The following statements are pure opinion and conjecture mixed with anecdotal reports and the input of some fancy schmancy big wig vet specialists on the East Coast.  These opinions may not represent those of the other vets at Plano Veterinary Group.  So take the following diatribe with a grain of salt. 

I  think we as a pet owning population are not doing a very good job of feeding our cats.  Granted, I’m not a cat owner, as I’m allergic to them and my husband is way more allergic (translation: gets super nose-drippy and red-eyed and whiny)   so we’ve stuck to dogs.  However, I treat lots of cats and I have this nagging feeling that a whole bunch of the health problems I see come from feeding them the wrong stuff.  I think the pet food industry has some work to do. 

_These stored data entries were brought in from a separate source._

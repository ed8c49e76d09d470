//! Planner and selector policies.

pub mod planner;
pub mod selector;

pub use planner::PlannerConfig;
pub use selector::SelectorConfig;

/// Quantization factor for float normalization.
/// Floats are multiplied by this value and rounded to i64 before hashing.
const FLOAT_QUANTIZATION_FACTOR: f64 = 1_000_000.0;

/// Quantize a float to an i64 for deterministic hashing.
pub(crate) fn quantize_float(value: f64) -> i64 {
    (value * FLOAT_QUANTIZATION_FACTOR).round() as i64
}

I think the general husbandry and care of a cat needs a little work too.  There is a great, great website run by some super smart vet specialists as The Ohio State College of Vet Med that brilliantly covers this.  It’s called The Indoor Cat Initiative and here’s the site: http://www.vet.ohio-state.edu/indoorcat.htm  I think (notice a lot of sentences start with “I think” this is MY OPINION, you can do with it what you want, you’re even CHOOSING to read it, not paying me for it….)  anyhow, a lot of the behavior problems and obesity problems I see in cats stem from sheer boredom.  This website gives some excellent information about enriching the cat’s world to eliminate some of their stress and give them something to do (so they stop eating all the time and peeing everywhere).   

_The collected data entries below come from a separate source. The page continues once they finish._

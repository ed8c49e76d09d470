//! Slice Probe Binary
//!
//! Builds a random interval graph, trains the strategy selector on it and
//! runs a batch of compound slices, logging which ordering the planner chose
//! and how long each took.
//!
//! ## Configuration
//!
//! Environment variables:
//! - `PROBE_NODES`: Number of nodes (default: 500)
//! - `PROBE_EDGES`: Number of edges (default: 20000)
//! - `PROBE_SAMPLES`: Selector training samples (default: 200)
//! - `PROBE_QUERIES`: Compound slices to run after training (default: 50)
//! - `PROBE_SEED`: RNG seed for graph and queries (default: 42)
//! - `RUST_LOG`: Log level filter (default: info)
//! - `LOG_FORMAT`: "json" for structured logs, "pretty" for development (default: json)
//!
//! ## Usage
//!
//! ```bash
//! PROBE_EDGES=100000 LOG_FORMAT=pretty cargo run --release --bin slice_probe
//! ```

use std::str::FromStr;
use std::time::Instant;

use rand::seq::SliceRandom;
use rand::{Rng, SeedableRng};
use rand_chacha::ChaCha8Rng;
use tracing::{info, info_span, warn};
use tracing_subscriber::{
    fmt::{self, format::FmtSpan},
    layer::SubscriberExt,
    util::SubscriberInitExt,
    EnvFilter,
};

use dyngraph_kernel::{Attributes, DecisionSource, DynamicGraph, EdgeQuery, SliceOrder};

/// Time axis length of the generated graph.
const HORIZON: i64 = 100_000;

/// Initialize the tracing subscriber with JSON or pretty format
fn init_tracing() {
    let log_format = std::env::var("LOG_FORMAT").unwrap_or_else(|_| "json".to_string());

    let filter = EnvFilter::try_from_default_env()
        .unwrap_or_else(|_| "slice_probe=info,dyngraph_kernel=info".into());

    if log_format == "pretty" {
        tracing_subscriber::registry()
            .with(filter)
            .with(
                fmt::layer()
                    .with_target(true)
                    .with_span_events(FmtSpan::CLOSE)
            )
            .init();
    } else {
        tracing_subscriber::registry()
            .with(filter)
            .with(
                fmt::layer()
                    .json()
                    .with_target(true)
                    .with_current_span(true)
                    .with_span_events(FmtSpan::CLOSE)
                    .flatten_event(true)
            )
            .init();
    }
}

/// Read `name` from the environment, falling back to `default`.
fn env_or<V: FromStr>(name: &str, default: V) -> V {
    match std::env::var(name) {
        Ok(raw) => raw.parse().unwrap_or_else(|_| {
            warn!(variable = name, value = %raw, "Unparseable value, using default");
            default
        }),
        Err(_) => default,
    }
}

#[derive(Debug, Clone, Copy)]
struct ProbeConfig {
    nodes: u32,
    edges: usize,
    samples: usize,
    queries: usize,
    seed: u64,
}

impl ProbeConfig {
    fn from_env() -> Self {
        Self {
            nodes: env_or("PROBE_NODES", 500_u32).max(2),
            edges: env_or("PROBE_EDGES", 20_000),
            samples: env_or("PROBE_SAMPLES", 200),
            queries: env_or("PROBE_QUERIES", 50),
            seed: env_or("PROBE_SEED", 42),
        }
    }
}

fn build_graph(config: &ProbeConfig, rng: &mut ChaCha8Rng) -> dyngraph_kernel::Result<DynamicGraph<u32, i64>> {
    let mut graph = DynamicGraph::new();
    let mut added = 0;
    for _ in 0..config.edges.saturating_mul(2) {
        if added == config.edges {
            break;
        }
        let u = rng.gen_range(0..config.nodes);
        let v = rng.gen_range(0..config.nodes);
        let begin = rng.gen_range(0..HORIZON - 1);
        let end = rng.gen_range(begin + 1..=(begin + HORIZON / 20).min(HORIZON));
        if graph.add_edge(u, v, begin, end, Attributes::new())? {
            added += 1;
        }
    }
    Ok(graph)
}

fn main() -> Result<(), Box<dyn std::error::Error>> {
    init_tracing();

    let version = env!("CARGO_PKG_VERSION");
    let config = ProbeConfig::from_env();
    info!(version = version, config = ?config, "Starting slice probe");

    let mut rng = ChaCha8Rng::seed_from_u64(config.seed);

    let build_start = Instant::now();
    let mut graph = build_graph(&config, &mut rng)?;
    info!(
        nodes = graph.number_of_nodes(),
        edges = graph.number_of_edges(),
        span = ?graph.interval(),
        latency_ms = build_start.elapsed().as_millis() as u64,
        fingerprint = %graph.fingerprint()?,
        "Graph built"
    );

    let report = graph.train_selector(config.samples)?;
    info!(
        samples = report.samples,
        node_first_wins = report.node_first_wins,
        trained_at = %report.trained_at,
        "Selector ready"
    );

    let nodes = graph.nodes();
    let mut predicted = 0usize;
    let mut fallbacks = 0usize;
    let mut interval_first = 0usize;
    let probe_start = Instant::now();

    for i in 0..config.queries {
        let span = info_span!("probe_query", index = i);
        let _guard = span.enter();

        let picks = rng.gen_range(1..=(nodes.len() / 4).max(1));
        let picked: Vec<u32> = nodes.choose_multiple(&mut rng, picks).copied().collect();
        let width = rng.gen_range(1..=HORIZON / 2);
        let begin = rng.gen_range(0..=HORIZON - width);
        let query = EdgeQuery::all().incident_to(picked).during(begin, begin + width);

        let plan = graph.explain(&query)?;
        match plan.source {
            DecisionSource::Selector => predicted += 1,
            DecisionSource::Fallback(_) => fallbacks += 1,
            DecisionSource::SingleFilter | DecisionSource::Fixed => {}
        }
        if plan.order == Some(SliceOrder::IntervalFirst) {
            interval_first += 1;
        }

        let started = Instant::now();
        let edges = graph.edges(&query)?;
        info!(
            nodes = picks,
            width = width,
            order = ?plan.order,
            source = ?plan.source,
            results = edges.len(),
            latency_us = started.elapsed().as_micros() as u64,
            "Slice executed"
        );
    }

    info!(
        queries = config.queries,
        predicted = predicted,
        fallbacks = fallbacks,
        interval_first = interval_first,
        latency_ms = probe_start.elapsed().as_millis() as u64,
        "Probe complete"
    );
    Ok(())
}
//! Golden tests for the dynamic graph kernel.
//!
//! These tests verify determinism and correctness of slicing through the
//! public API.

use dyngraph_kernel::{
    share, Attributes, DecisionSource, DynamicGraph, Edge, EdgeQuery, FallbackReason,
    FloatTime, GraphError, IntervalError, LinearCostSelector, NodeId, PlannerConfig, Prediction,
    QueryError, SelectorConfig, SelectorError, SharedGraph, SliceFeatures, SliceOrder, StrategySelector,
    TrainingSample, execute_ordered,
};
use serde_json::json;

// ─────────────────────────────────────────────────────────────────────────────
// Test Helpers
// ─────────────────────────────────────────────────────────────────────────────

fn scenario() -> DynamicGraph<u32, i64> {
    let mut g = DynamicGraph::new();
    g.add_edge(1, 2, 1, 4, Attributes::new()).unwrap();
    g.add_edge(1, 2, 2, 6, Attributes::new()).unwrap();
    g.add_edge(1, 3, 6, 9, Attributes::new()).unwrap();
    g.add_edge(2, 3, 2, 5, Attributes::new()).unwrap();
    g
}

fn tuples<N: NodeId>(edges: &[Edge<N, i64>]) -> Vec<(N, N, i64, i64)> {
    edges.iter().map(Edge::as_tuple).collect()
}

/// A ring with twenty short edges per link plus one long chord per node.
fn build_mixed_graph(nodes: u32) -> DynamicGraph<u32, i64> {
    let mut g = DynamicGraph::new();
    for u in 0..nodes {
        let v = (u + 1) % nodes;
        for k in 0..20_i64 {
            g.add_edge(u, v, k * 50, k * 50 + 30, Attributes::new()).unwrap();
        }
        g.add_edge(u, (u * 3 + 7) % nodes, 0, 1_000, Attributes::new()).unwrap();
    }
    g
}

struct Always(SliceOrder);

impl StrategySelector for Always {
    fn name(&self) -> &str {
        "always"
    }

    fn is_trained(&self) -> bool {
        true
    }

    fn predict_detailed(&self, _features: &SliceFeatures) -> Prediction {
        Prediction::predicted(self.0)
    }

    fn train(&mut self, _samples: &[TrainingSample]) -> Result<(), SelectorError> {
        Ok(())
    }
}

// ─────────────────────────────────────────────────────────────────────────────
// Scenario
// ─────────────────────────────────────────────────────────────────────────────

#[test]
fn test_scenario_counts() {
    let g = scenario();
    assert_eq!(g.number_of_nodes(), 3);
    assert_eq!(g.number_of_edges(), 4);
    assert_eq!(g.interval(), Some((1, 9)));
}

#[test]
fn test_scenario_begin_only() {
    let g = scenario();
    let got = g.edges(&EdgeQuery::all().begin(5)).unwrap();
    let mut as_set = tuples(&got);
    as_set.sort();
    assert_eq!(as_set, vec![(1, 2, 2, 6), (1, 3, 6, 9)]);
}

#[test]
fn test_scenario_pair_only() {
    let g = scenario();
    let got = g.edges(&EdgeQuery::all().between(1, 2)).unwrap();
    assert_eq!(tuples(&got), vec![(1, 2, 1, 4), (1, 2, 2, 6)]);
}

#[test]
fn test_unconstrained_is_canonical() {
    let g = scenario();
    let got = g.edges(&EdgeQuery::all()).unwrap();
    assert_eq!(
        tuples(&got),
        vec![(1, 2, 1, 4), (1, 2, 2, 6), (1, 3, 6, 9), (2, 3, 2, 5)]
    );
    assert_eq!(got, g.all_edges());
}

#[test]
fn test_half_open_boundary() {
    let mut g: DynamicGraph<u32, i64> = DynamicGraph::new();
    g.add_edge(1, 2, 1, 4, Attributes::new()).unwrap();
    assert!(!g.has_edge(1, 2, Some(4), None, false).unwrap());
    assert!(g.has_edge(1, 2, Some(3), Some(4), false).unwrap());
    assert!(!g.has_edge(1, 2, None, Some(1), false).unwrap());
}

// ─────────────────────────────────────────────────────────────────────────────
// Mutation semantics
// ─────────────────────────────────────────────────────────────────────────────

#[test]
fn test_idempotent_insertion() {
    let mut g = scenario();
    let before = g.fingerprint().unwrap();
    assert!(!g.add_edge(2, 1, 1, 4, Attributes::new()).unwrap());
    assert_eq!(g.number_of_edges(), 4);
    assert_eq!(g.fingerprint().unwrap(), before);
}

#[test]
fn test_removal_exactness() {
    let mut g = scenario();
    let before = g.fingerprint().unwrap();

    assert!(!g.remove_edge(1, 2, Some(1), Some(5), true).unwrap());
    assert!(matches!(
        g.remove_edge(1, 2, Some(1), None, true),
        Err(GraphError::Query(QueryError::ExactMatchNeedsBounds))
    ));
    assert!(matches!(
        g.has_edge(1, 2, None, Some(4), true),
        Err(GraphError::Query(QueryError::ExactMatchNeedsBounds))
    ));
    assert_eq!(g.fingerprint().unwrap(), before);

    assert!(g.remove_edge(1, 2, Some(1), Some(4), true).unwrap());
    assert!(!g.has_edge(1, 2, Some(1), Some(4), true).unwrap());
    assert_eq!(g.number_of_edges(), 3);
}

#[test]
fn test_ambiguous_removal_takes_earliest() {
    let mut g = scenario();
    assert!(g.remove_edge(2, 1, Some(2), Some(4), false).unwrap());
    let left = g.edges(&EdgeQuery::all().between(1, 2)).unwrap();
    assert_eq!(tuples(&left), vec![(1, 2, 2, 6)]);
}

#[test]
fn test_invalid_interval_rejected() {
    let mut g: DynamicGraph<u32, i64> = DynamicGraph::new();
    for (b, e) in [(5, 5), (6, 2)] {
        let err = g.add_edge(1, 2, b, e, Attributes::new()).unwrap_err();
        assert!(matches!(err, GraphError::Interval(IntervalError::InvalidInterval { .. })));
    }
    assert_eq!(g.number_of_edges(), 0);
    assert_eq!(g.number_of_nodes(), 0);
}

#[test]
fn test_float_time_rejects_nan() {
    let mut g: DynamicGraph<&str, FloatTime> = DynamicGraph::new();
    assert!(g
        .add_edge("a", "b", FloatTime(0.5), FloatTime(1.5), Attributes::new())
        .unwrap());
    let err = g
        .add_edge("a", "b", FloatTime(f64::NAN), FloatTime(1.0), Attributes::new())
        .unwrap_err();
    assert!(matches!(err, GraphError::Interval(IntervalError::Incomparable(_))));
    assert!(g.has_edge("b", "a", Some(FloatTime(1.0)), None, false).unwrap());
}

#[test]
fn test_absent_nodes_yield_empty() {
    let g = scenario();
    assert!(g.edges(&EdgeQuery::all().node(99)).unwrap().is_empty());
    assert!(g.edges(&EdgeQuery::all().between(1, 99).during(0, 10)).unwrap().is_empty());
    assert_eq!(g.degree(&99, None, None).unwrap(), 0);
}

#[test]
fn test_attributes_round_trip_verbatim() {
    let mut g: DynamicGraph<String, i64> = DynamicGraph::new();
    let mut attrs = Attributes::new();
    attrs.insert("label".into(), json!({"nested": [1, 2, 3]}));
    g.add_edge("x".into(), "y".into(), 0, 10, attrs.clone()).unwrap();

    let edges = g.edges(&EdgeQuery::all().node("y".to_string())).unwrap();
    assert_eq!(edges.len(), 1);
    assert_eq!(edges[0].attrs, attrs);

    let encoded = serde_json::to_string(&edges[0]).unwrap();
    let decoded: Edge<String, i64> = serde_json::from_str(&encoded).unwrap();
    assert_eq!(decoded, edges[0]);
}

#[test]
fn test_graph_of_graphs() {
    let mut g: DynamicGraph<Vec<(u32, u32)>, i64> = DynamicGraph::new();
    g.add_edge(vec![(1, 2)], vec![(2, 3), (3, 4)], 0, 5, Attributes::new())
        .unwrap();
    assert_eq!(g.number_of_nodes(), 2);
    assert!(g.has_node(&vec![(1, 2)]));
}

// ─────────────────────────────────────────────────────────────────────────────
// Planner determinism
// ─────────────────────────────────────────────────────────────────────────────

#[test]
fn test_orderings_agree_on_mixed_graph() {
    let g = build_mixed_graph(30);
    let queries = [
        EdgeQuery::all().incident_to([0, 5, 17]).during(100, 400),
        EdgeQuery::all().incident_to(0..15).begin(900),
        EdgeQuery::all().between(3, 4).end(120),
        EdgeQuery::all().between(3, 4).during(100, 130).exact(true),
        EdgeQuery::all().incident_to([2]).during(0, 1_000).exact(true),
    ];
    for query in &queries {
        let node_first = execute_ordered(g.store(), query, SliceOrder::NodeFirst);
        let interval_first = execute_ordered(g.store(), query, SliceOrder::IntervalFirst);
        assert_eq!(node_first, interval_first, "query {query:?}");
        assert_eq!(g.edges(query).unwrap(), node_first);
    }
}

#[test]
fn test_repeated_queries_identical() {
    let g = build_mixed_graph(20);
    let query = EdgeQuery::all().incident_to([1, 2, 3]).during(250, 600);
    let first = g.edges(&query).unwrap();
    for _ in 0..5 {
        assert_eq!(g.edges(&query).unwrap(), first);
    }
}

#[test]
fn test_forced_orders_match() {
    let g = build_mixed_graph(25);
    let query = EdgeQuery::all().incident_to([4, 9]).during(300, 700);

    let mut forced_node = g.clone();
    forced_node.attach_selector(share(Always(SliceOrder::NodeFirst)));
    let mut forced_interval = g.clone();
    forced_interval.attach_selector(share(Always(SliceOrder::IntervalFirst)));

    assert_eq!(
        forced_interval.explain(&query).unwrap().order,
        Some(SliceOrder::IntervalFirst)
    );
    assert_eq!(
        forced_node.edges(&query).unwrap(),
        forced_interval.edges(&query).unwrap()
    );
}

// ─────────────────────────────────────────────────────────────────────────────
// Selector
// ─────────────────────────────────────────────────────────────────────────────

#[test]
fn test_untrained_selector_falls_back() {
    let mut g = scenario();
    g.attach_selector(share(LinearCostSelector::default()));
    let plan = g.explain(&EdgeQuery::all().node(1).during(0, 5)).unwrap();
    assert_eq!(plan.order, Some(SliceOrder::NodeFirst));
    assert_eq!(plan.source, DecisionSource::Fallback(FallbackReason::Untrained));
}

#[test]
fn test_fallback_uses_configured_default() {
    let config = PlannerConfig::new(SliceOrder::IntervalFirst, 16, true);
    let mut g: DynamicGraph<u32, i64> = DynamicGraph::with_config(config, SelectorConfig::default());
    g.add_edge(1, 2, 0, 5, Attributes::new()).unwrap();
    g.attach_selector(share(LinearCostSelector::default()));
    let plan = g.explain(&EdgeQuery::all().node(1).end(3)).unwrap();
    assert_eq!(plan.order, Some(SliceOrder::IntervalFirst));
}

#[test]
fn test_training_then_out_of_envelope() {
    let mut g = build_mixed_graph(40);
    let report = g.train_selector(40).unwrap();
    assert_eq!(report.samples, 40);
    assert!(report.node_first_wins <= report.samples);

    // Training draws at most half the nodes; naming all of them is far outside.
    let everything = EdgeQuery::all().incident_to(0..40).during(0, 1_000);
    let plan = g.explain(&everything).unwrap();
    assert_eq!(plan.source, DecisionSource::Fallback(FallbackReason::OutOfEnvelope));
    assert_eq!(plan.order, Some(SliceOrder::NodeFirst));
}

#[test]
fn test_training_empty_graph_fails() {
    let mut g: DynamicGraph<u32, i64> = DynamicGraph::new();
    let err = g.train_selector(10).unwrap_err();
    assert!(matches!(err, GraphError::Selector(SelectorError::EmptyGraph)));
    assert!(g.selector().is_none());
}

#[test]
fn test_shared_selector_across_graphs() {
    let selector = share(LinearCostSelector::default());
    let mut a = build_mixed_graph(30);
    let mut b = build_mixed_graph(30);
    a.attach_selector(selector.clone());
    b.attach_selector(selector.clone());

    a.train_selector(20).unwrap();
    assert!(b.selector().is_some_and(|s| s.read().is_trained()));
}

#[test]
fn test_shared_graph_handle() {
    let shared = SharedGraph::from(scenario());
    let reader = shared.clone();
    shared.add_edge(3, 4, 7, 8, Attributes::new()).unwrap();
    assert_eq!(reader.edges(&EdgeQuery::all().node(4)).unwrap().len(), 1);
    assert!(shared.remove_edge(4, 3, Some(7), Some(8), true).unwrap());
    assert_eq!(reader.read().number_of_edges(), 4);
}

A veterinary behaviorist actually did a field study and observed outdoor cats (Jane Goodall style).  Here’s what it boils down to:

The Cat’s Day:

  • Sleep 9.5 hours
  • Rest 5.3 hours
  • Hunting 3.6 hours
  • Grooming 3.5 hours
  • Travelling 0.6 hours
  • Eating 0.55 hours
  • Other 0.33 hours
  • Not seen 0.58 hours

Now compare that to your typical indoor cat’s day.  Maybe sleep 20 hours, then the other stuff over the remaining 4.  Outdoor cats are much busier than the indoor ones, thus they stay thin and less bored. 

Now on the food part, the diet of the outdoor cat is:  5 mice or other small animals per day.  They don’t eat corn, or oats, or sweet potatoes, or soybeans, or menadione sodium bisulfate or any other unpronounceable chemicals (unless the mouse ran through some in the barn) .  What few carbs they get come from the stomach of the mouse.

So we go off and grab these cats and put them inside and give them nothing to do but eat a bunch of carbs and what do we get:  Fat, diabetic, cats with bad teeth and random vomiting, diarrhea, and other GI issues that pee everywhere. 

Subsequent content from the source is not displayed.